Communiqué de presse du Syndicat de la magistrature du 23 décembre 2015.
Pas de trêve pour les constitutionnalistes et les défenseurs des libertés : ce 23 décembre 2015, un projet de loi constitutionnelle dite « de protection de la Nation » a été présenté en conseil des ministres.
La loi suprême est décidément maniée avec la plus grande légèreté : d’abord le Premier ministre recommande sans frémir le contournement du contrôle de constitutionnalité de la loi du 20 novembre 2015 prorogeant l’état d’urgence, maintenant le gouvernement veut modifier la loi fondamentale toutes affaires cessantes.
A l’exact inverse de ce qu’exigerait la protection de la Nation, il choisit d’ébranler les équilibres de la constitution et de restreindre les garanties dont elle entoure les atteintes aux libertés.
Prétendant garantir l’immuabilité des conditions d’ouverture de l’état d’urgence ce projet dissimule mal la volonté première de surmonter l’inconstitutionnalité des mesures exceptionnelles qui viendront s’ajouter à celles que la loi de 1955 autorise déjà. Le conseil d’État n’a pourtant pas cillé, donnant acte au gouvernement que la révision constitutionnelle permettrait « au législateur de prévoir des mesures renforcées », donc toujours plus attentatoires aux libertés : l’aveu qu’il ne pourrait en être ainsi dans le cadre constitutionnel actuel est explicite. Contrôles d’identité administratifs sans limites, extension des visites des véhicules ne seront que la face émergée de l’iceberg. Les saisies administratives, la retenue administrative le temps d’une mesure mais aussi, puisque c’est déjà une mesure de police des étrangers en situation irrégulière, la rétention administrative, autre nom de l’enfermement préventif, pourraient trouver un fondement constitutionnel.
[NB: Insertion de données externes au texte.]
impl VideoFilter {
    pub fn channel(channel_id: impl Into<String>) -> Self {
        Self {
            channel_id: Some(channel_id.into()),
            ..Self::default()
        }
    }

    pub fn with_text(mut self, text: Option<String>) -> Self {
        self.text = text
            .map(|value| value.trim().to_string())
            .filter(|value| !value.is_empty());
        self
    }

    fn like_pattern(&self) -> Option<String> {
        self.text
            .as_deref()
            .map(|text| format!("%{}%", escape_like(&text.to_lowercase())))
    }
}

#[derive(Debug, Clone, Copy, Default, PartialEq, Eq, Serialize, Deserialize)]
pub struct AggregateStats {
    pub total_views: i64,
    pub total_likes: i64,
    pub count: i64,
}

/// Remote operations that consume quota, with their unit cost.
#[derive(Debug, Clone, Copy, PartialEq, Eq, Serialize, Deserialize)]
#[serde(rename_all = "snake_case")]
pub enum QuotaOperation {
    Search,
    ChannelUploads,
    VideoDetails,
    VideoInsert,
}

impl QuotaOperation {
    pub fn as_str(self) -> &'static str {
        match self {
            Self::Search => "search",
            Self::ChannelUploads => "channel_uploads",
            Self::VideoDetails => "video_details",
            Self::VideoInsert => "video_insert",
        }
    }

    pub fn cost(self) -> i64 {
        match self {
            Self::Search | Self::ChannelUploads => 100,
            Self::VideoDetails => 1,
            Self::VideoInsert => 1_600,
        }
    }
}

/// Share of the daily limit past which every booking logs a warning.
const QUOTA_WARN_NUMERATOR: i64 = 9;
const QUOTA_WARN_DENOMINATOR: i64 = 10;

const VIDEO_COLUMNS: &str = "remote_id, title, description, video_url, thumbnail_url, \
     channel_id, channel_name, duration, duration_seconds, published_at, views, likes, \
     comment_count, category, tags, added_by, created_at, updated_at";
//! ISO-8601 duration parsing for the `contentDetails.duration` field.

use crate::error::{MirrorError, MirrorResult};

/// Duration the API omits for some uploads (still processing, live).
pub const ZERO_DURATION: &str = "PT0S";

/// Parses `P[nD][T[nH][nM][nS]]` into total seconds.
///
/// Only the day/time designators YouTube emits are accepted; weeks, months
/// and years have no fixed length in seconds and are rejected, as is any
/// component appearing twice or out of order. Fractional seconds are
/// truncated. Totals that do not fit in an `i64` are malformed.
pub fn parse_iso8601_duration(raw: &str) -> MirrorResult<i64> {
    let malformed = || MirrorError::MalformedDuration(raw.to_owned());
    let body = raw.trim().strip_prefix('P').ok_or_else(malformed)?;
    if body.is_empty() {
        return Err(malformed());
    }

    let (date_part, time_part) = match body.split_once('T') {
        Some((date, time)) => {
            if time.is_empty() {
                return Err(malformed());
            }
            (date, Some(time))
        }
        None => (body, None),
    };

    let mut total: i64 = 0;
    if !date_part.is_empty() {
        let days = date_part.strip_suffix('D').ok_or_else(malformed)?;
        total = parse_component(days)
            .and_then(|days| days.checked_mul(86_400))
            .ok_or_else(malformed)?;
    }

    if let Some(time) = time_part {
        // Designators must appear in H, M, S order, each at most once.
        let mut rank = 0;
        let mut number = String::new();
        for ch in time.chars() {
            if ch.is_ascii_digit() || ch == '.' {
                number.push(ch);
                continue;
            }
            let (next_rank, unit) = match ch {
                'H' => (1, 3_600),
                'M' => (2, 60),
                'S' => (3, 1),
                _ => return Err(malformed()),
            };
            if next_rank <= rank || number.is_empty() {
                return Err(malformed());
            }
            let value = if unit == 1 {
                parse_seconds(&number).ok_or_else(malformed)?
            } else {
                parse_component(&number).ok_or_else(malformed)?
            };
            total = value
                .checked_mul(unit)
                .and_then(|seconds| total.checked_add(seconds))
                .ok_or_else(malformed)?;
            rank = next_rank;
            number.clear();
        }
        if !number.is_empty() {
            return Err(malformed());
        }
    }

    Ok(total)
}

fn parse_component(value: &str) -> Option<i64> {
    if value.is_empty() || !value.bytes().all(|b| b.is_ascii_digit()) {
        return None;
    }
    value.parse().ok()
}

fn parse_seconds(value: &str) -> Option<i64> {
    match value.split_once('.') {
        Some((whole, fraction)) => {
            if fraction.is_empty() || !fraction.bytes().all(|b| b.is_ascii_digit()) {
                return None;
            }
            parse_component(whole)
        }
        None => parse_component(value),
    }
}
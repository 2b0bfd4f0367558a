#![forbid(unsafe_code)]

//! Credential handling and process guards shared by the tubemirror binaries.
//!
//! Credentials are plain values handed to every remote operation. Nothing in
//! the crate stores them globally; the caller (HTTP handler, CLI command)
//! builds one per request from whatever its session layer provides.

use std::fmt;

use anyhow::{Result, bail};
use nix::unistd::Uid;

use crate::error::{MirrorError, MirrorResult};

/// Authorization for a single remote call.
#[derive(Clone, PartialEq, Eq)]
pub enum Credentials {
    /// Developer key. Enough for public reads (search, videos.list).
    ApiKey(String),
    /// User-granted OAuth tokens. Required for uploads. Refreshing an expired
    /// access token is the session layer's job, the refresh token only rides
    /// along so callers can hand it back after a failure.
    OAuth {
        access_token: String,
        refresh_token: Option<String>,
    },
}

impl Credentials {
    pub fn api_key(key: impl Into<String>) -> Self {
        Self::ApiKey(key.into())
    }

    pub fn oauth(access_token: impl Into<String>, refresh_token: Option<String>) -> Self {
        Self::OAuth {
            access_token: access_token.into(),
            refresh_token,
        }
    }

    /// Picks OAuth when an access token is present, otherwise the API key.
    pub fn resolve(
        access_token: Option<String>,
        refresh_token: Option<String>,
        api_key: Option<String>,
    ) -> MirrorResult<Self> {
        match (non_blank(access_token), non_blank(api_key)) {
            (Some(token), _) => Ok(Self::oauth(token, non_blank(refresh_token))),
            (None, Some(key)) => Ok(Self::ApiKey(key)),
            (None, None) => Err(MirrorError::MissingCredentials(
                "neither an access token nor an API key was provided",
            )),
        }
    }

    /// Value for the `Authorization` header, if this credential uses one.
    pub fn bearer_header(&self) -> Option<String> {
        match self {
            Self::ApiKey(_) => None,
            Self::OAuth { access_token, .. } => Some(format!("Bearer {access_token}")),
        }
    }

    /// Value for the `key` query parameter, if this credential uses one.
    pub fn query_key(&self) -> Option<&str> {
        match self {
            Self::ApiKey(key) => Some(key),
            Self::OAuth { .. } => None,
        }
    }

    /// Fails unless the credential acts on behalf of a user.
    pub fn require_user(&self) -> MirrorResult<()> {
        match self {
            Self::OAuth { .. } => Ok(()),
            Self::ApiKey(_) => Err(MirrorError::MissingCredentials(
                "this operation needs an OAuth access token",
            )),
        }
    }
}

impl fmt::Debug for Credentials {
    fn fmt(&self, f: &mut fmt::Formatter<'_>) -> fmt::Result {
        match self {
            Self::ApiKey(_) => f.write_str("ApiKey(<redacted>)"),
            Self::OAuth { refresh_token, .. } => f
                .debug_struct("OAuth")
                .field("access_token", &"<redacted>")
                .field(
                    "refresh_token",
                    &refresh_token.as_ref().map(|_| "<redacted>"),
                )
                .finish(),
        }
    }
}

fn non_blank(value: Option<String>) -> Option<String> {
    value
        .map(|value| value.trim().to_string())
        .filter(|value| !value.is_empty())
}

/// Fails fast when a binary is started as root. The mirror database and
/// cache live in a user-owned data root.
pub fn ensure_not_root(process: &str) -> Result<()> {
    ensure_not_root_for(Uid::current(), process)
}

fn ensure_not_root_for(uid: Uid, process: &str) -> Result<()> {
    if uid.is_root() {
        bail!("{process} must not be run as root; use a dedicated service account");
    }
    Ok(())
}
Ainsi la constitutionnalisation ne se borne-t-elle pas à consolider l’assise de l’état d’urgence. Elle vise encore moins à encadrer ce régime exceptionnel. Elle annonce au contraire une véritable fuite en avant, confiant des pouvoirs exorbitants à l’exécutif sur la base d’un risque vraisemblable de trouble à l’ordre public, même non terroriste et même non illégal, fondé sur un simple soupçon. Le nouvel article 36-1 de la constitution ouvrira la spirale de l’exception : celle qui conduit à abandonner aux mains des préfets et du ministre de l’intérieur la large panoplie des mesures de police administrative.
Les décisions rendues par le conseil d’Etat et le conseil constitutionnel sur les assignations à résidence laissent peu d’espoir quant à la capacité des juridictions administratives à nous protéger de l’arbitraire : dès que le « péril imminent » du terrorisme est brandi toutes les mesures de police administrative sont mécaniquement considérées comme nécessaires et proportionnées au trouble à l’ordre public
Pour défendre l’inacceptable, l’argumentaire se veut implacable : c’est « pour combattre efficacement le terrorisme » qu’il faudrait permettre au législateur de doter l’État de ces pouvoirs exorbitants et les soustraire au contrôle du juge judiciaire. La présentation est caricaturale : elle fantasme une autorité judiciaire impuissante et ignore à dessein les pouvoirs hautement dérogatoires que lui accorde le droit pénal antiterroriste. Surtout, elle occulte les dérives et les abus que contiennent en germe des mesures préventives prises sans contrôle juridictionnel préalable et fondées non sur une infraction déterminée ou déterminable mais sur le critère dangereusement flou d’un « comportement suspect ».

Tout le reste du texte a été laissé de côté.